Bill Gates calls for a more equitable world in an AAAS Annual Meeting plenary address. [IMAGE: ALEX CAGAN]

A recorded video presentation by Professor Yan Zhongwei of the Institute of Atmospheric Physics (IAP) of the Chinese Academy of Sciences was delivered at the 2020 American Association for the Advancement of Science (AAAS) annual meeting in Seattle, USA on February 16, 2020. Yan had to cancel his travel to Seattle one week before the meeting due to the novel coronavirus outbreak in China. About 30 other registrants from China, including 10 PIOs of CAS institutes, were also unable to attend because of travel restrictions.

Although not able make it to the meeting in person, Professor Yan was still proud to remotely attend what was the first scientific session organized by Chinese atmospheric scientists at an AAAS annual meeting. The session, entitled “Climate Change and Climate Extremes: Precipitation and Projections”, was proposed by IAP executive Director General Professor Zhou Tianjun in 2019 and approved by the AAAS organizing committee. Zhou invited Doctor Michael Wehner of the Lawrence Berkeley National Laboratory and Professor Albert Klein Tank of the UK Met Office Hadley Centre to join Professor Yan as session panelists.
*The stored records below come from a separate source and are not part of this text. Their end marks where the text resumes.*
//! `SQLite` connection pool with WAL mode and foreign keys enabled.
//!
//! Built on `r2d2` with the `r2d2_sqlite` backend. [`PragmaCustomizer`]
//! runs on every new connection so that WAL mode, foreign key
//! enforcement, and the performance pragmas hold across the whole pool.
//! Checklist rows cascade-delete with their task, which only works when
//! `foreign_keys` is actually on.

use std::path::Path;

use r2d2::Pool;
use r2d2_sqlite::SqliteConnectionManager;
use rusqlite::Connection;

use crate::errors::{Result, StoreError};

/// Alias for the connection pool type.
pub type ConnectionPool = Pool<SqliteConnectionManager>;

/// Alias for a pooled connection.
pub type PooledConnection = r2d2::PooledConnection<SqliteConnectionManager>;

/// Configuration for the connection pool.
#[derive(Clone, Debug)]
pub struct ConnectionConfig {
    /// Maximum pool size (default: 16).
    pub pool_size: u32,
    /// Busy timeout in milliseconds (default: 30000).
    pub busy_timeout_ms: u32,
    /// Cache size in KiB (default: 8192 = 8 MB).
    pub cache_size_kib: i64,
}

impl Default for ConnectionConfig {
    fn default() -> Self {
        Self {
            pool_size: 16,
            busy_timeout_ms: 30_000,
            cache_size_kib: 8192,
        }
    }
}

/// `SQLite` pragma customizer that runs on each new connection.
#[derive(Debug)]
struct PragmaCustomizer {
    busy_timeout_ms: u32,
    cache_size_kib: i64,
}

impl r2d2::CustomizeConnection<Connection, rusqlite::Error> for PragmaCustomizer {
    fn on_acquire(&self, conn: &mut Connection) -> std::result::Result<(), rusqlite::Error> {
        conn.execute_batch(&format!(
            "PRAGMA journal_mode = WAL;\
             PRAGMA busy_timeout = {};\
             PRAGMA foreign_keys = ON;\
             PRAGMA cache_size = -{};\
             PRAGMA synchronous = NORMAL;",
            self.busy_timeout_ms, self.cache_size_kib
        ))?;
        Ok(())
    }
}

fn build_pool(
    manager: SqliteConnectionManager,
    config: &ConnectionConfig,
) -> Result<ConnectionPool> {
    let pool = Pool::builder()
        .max_size(config.pool_size)
        .connection_timeout(std::time::Duration::from_secs(5))
        .connection_customizer(Box::new(PragmaCustomizer {
            busy_timeout_ms: config.busy_timeout_ms,
            cache_size_kib: config.cache_size_kib,
        }))
        .build(manager)?;
    Ok(pool)
}

/// Create an in-memory connection pool.
///
/// All connections in the pool share one in-memory database, so this
/// works for multi-connection tests as well.
pub fn new_in_memory(config: &ConnectionConfig) -> Result<ConnectionPool> {
    build_pool(SqliteConnectionManager::memory(), config)
}

/// Create a file-backed connection pool.
pub fn new_file(path: &Path, config: &ConnectionConfig) -> Result<ConnectionPool> {
    build_pool(SqliteConnectionManager::file(path), config)
}

/// Verify pragmas are set correctly on a connection.
pub fn verify_pragmas(conn: &Connection) -> Result<PragmaState> {
    let journal_mode: String = conn
        .query_row("PRAGMA journal_mode", [], |row| row.get(0))
        .map_err(StoreError::Sqlite)?;
    let foreign_keys: i32 = conn
        .query_row("PRAGMA foreign_keys", [], |row| row.get(0))
        .map_err(StoreError::Sqlite)?;
    Ok(PragmaState {
        journal_mode,
        foreign_keys_enabled: foreign_keys == 1,
    })
}

/// Pragma state for verification.
#[derive(Debug)]
pub struct PragmaState {
    /// Journal mode (should be "wal").
    pub journal_mode: String,
    /// Whether foreign keys are enabled.
    pub foreign_keys_enabled: bool,
}

// ─────────────────────────────────────────────────────────────────────────────
// Tests
// ─────────────────────────────────────────────────────────────────────────────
In the video talk, Yan introduced IAP’s research on how the world’s most populous regions will be exposed to more record-breaking climate extremes. According to Wehner, who kindly played the video of Yan’s talk, “the session was quite successful. In fact one of the attendees specifically asked me to thank Zhongwei for his interesting presentation.” Despite the fact that it was the final session of the program, it was well attended. Discussion afterwards focused on climate tipping points, which was also interesting.

In later emails, Wehner and Tank thanked Yan and the IAP for the opportunity. Both felt it was a good chance to get across the message of the impact of climate change to an American audience and the media.